- _ACTIVITY_: Across all entries below, how many lines include "TaskRequest"? Answer with the number alone.
*** Opening of SUPPLIED ENTRIES ***
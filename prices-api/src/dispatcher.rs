//! Task dispatcher: one queued task per request, awaited with a deadline
//!
//! The request future is suspended (not a blocked thread) until the worker
//! answers or the deadline passes. On timeout the task is left to finish on
//! its own and its result is dropped; nothing here cancels or retries it.

use std::sync::Arc;
use std::time::Duration;
use thiserror::Error;
use tracing::debug;

use prices_common::{
    AwaitError, DailyAverage, DailyAverageRecord, DateRange, QueueError, TaskFailure, TaskPayload,
    TaskQueue, TaskRequest, COMPUTE_DAILY_AVERAGE,
};

/// Default wait before a request gives up on its task
pub const DEFAULT_WAIT_TIMEOUT: Duration = Duration::from_secs(10);

/// Dispatch errors
#[derive(Error, Debug)]
#[non_exhaustive]
pub enum DispatchError {
    #[error("no result within {0:?}")]
    Timeout(Duration),

    #[error("task failed: {0}")]
    TaskFailed(TaskFailure),

    #[error("queue error: {0}")]
    Queue(#[from] QueueError),

    #[error("task result unavailable: {0}")]
    ResultLost(String),

    #[error("invalid task payload: {0}")]
    InvalidPayload(String),
}

impl From<AwaitError> for DispatchError {
    fn from(err: AwaitError) -> Self {
        match err {
            AwaitError::Timeout(waited) => DispatchError::Timeout(waited),
            AwaitError::Failed(failure) => DispatchError::TaskFailed(failure),
            other => DispatchError::ResultLost(other.to_string()),
        }
    }
}

pub struct AverageDispatcher {
    queue: Arc<dyn TaskQueue>,
    wait_timeout: Duration,
}

impl AverageDispatcher {
    pub fn new(queue: Arc<dyn TaskQueue>) -> Self {
        Self {
            queue,
            wait_timeout: DEFAULT_WAIT_TIMEOUT,
        }
    }

    pub fn with_wait_timeout(mut self, wait_timeout: Duration) -> Self {
        self.wait_timeout = wait_timeout;
        self
    }

    pub fn wait_timeout(&self) -> Duration {
        self.wait_timeout
    }

    /// Run `compute_daily_average` for `range` and wait for its rows.
    pub async fn dispatch(&self, range: &DateRange) -> Result<Vec<DailyAverage>, DispatchError> {
        let request = TaskRequest::new(COMPUTE_DAILY_AVERAGE, range.to_task_args());
        let handle = self.queue.submit(request).await?;
        debug!("Dispatched {} for {} as {}", COMPUTE_DAILY_AVERAGE, range, handle);

        let payload = self.queue.await_result(handle, self.wait_timeout).await?;
        decode_payload(payload)
    }
}

/// Decode the worker's records, checking dates and ascending order.
fn decode_payload(payload: TaskPayload) -> Result<Vec<DailyAverage>, DispatchError> {
    let records: Vec<DailyAverageRecord> = serde_json::from_value(payload)
        .map_err(|e| DispatchError::InvalidPayload(e.to_string()))?;

    let averages = records
        .into_iter()
        .map(DailyAverage::try_from)
        .collect::<Result<Vec<_>, _>>()
        .map_err(|e| DispatchError::InvalidPayload(e.to_string()))?;

    if averages.windows(2).any(|pair| pair[0].date >= pair[1].date) {
        return Err(DispatchError::InvalidPayload(
            "days are not strictly ascending".to_string(),
        ));
    }

    Ok(averages)
}

#[cfg(test)]
mod tests {
    use super::*;
    use serde_json::json;

    #[test]
    fn test_decode_valid_payload() {
        let averages = decode_payload(json!([
            { "date": "2024-01-03", "average_price": 7.5 },
            { "date": "2024-01-05", "average_price": 15.0 }
        ]))
        .unwrap();

        assert_eq!(averages.len(), 2);
        assert_eq!(averages[1].average_price, 15.0);
    }

    #[test]
    fn test_decode_rejects_untyped_shapes() {
        for payload in [
            json!({ "date": "2024-01-03" }),
            json!([{ "day": "2024-01-03", "avg": 1.0 }]),
            json!([{ "date": "03/01/2024", "average_price": 1.0 }]),
        ] {
            assert!(matches!(
                decode_payload(payload),
                Err(DispatchError::InvalidPayload(_))
            ));
        }
    }

    #[test]
    fn test_decode_rejects_unordered_days() {
        let result = decode_payload(json!([
            { "date": "2024-01-05", "average_price": 1.0 },
            { "date": "2024-01-03", "average_price": 2.0 }
        ]));
        assert!(matches!(result, Err(DispatchError::InvalidPayload(_))));
    }

    #[test]
    fn test_await_errors_map_to_dispatch_errors() {
        let timeout = DispatchError::from(AwaitError::Timeout(Duration::from_secs(10)));
        assert!(matches!(timeout, DispatchError::Timeout(d) if d == Duration::from_secs(10)));

        let failed = DispatchError::from(AwaitError::Failed(TaskFailure::task_failed("x")));
        assert!(matches!(failed, DispatchError::TaskFailed(_)));

        let lost = DispatchError::from(AwaitError::Lost(prices_common::TaskHandle::new()));
        assert!(matches!(lost, DispatchError::ResultLost(_)));
    }
}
*** Close of SUPPLIED ENTRIES ***
- _EXERCISE OUTPUT_: 2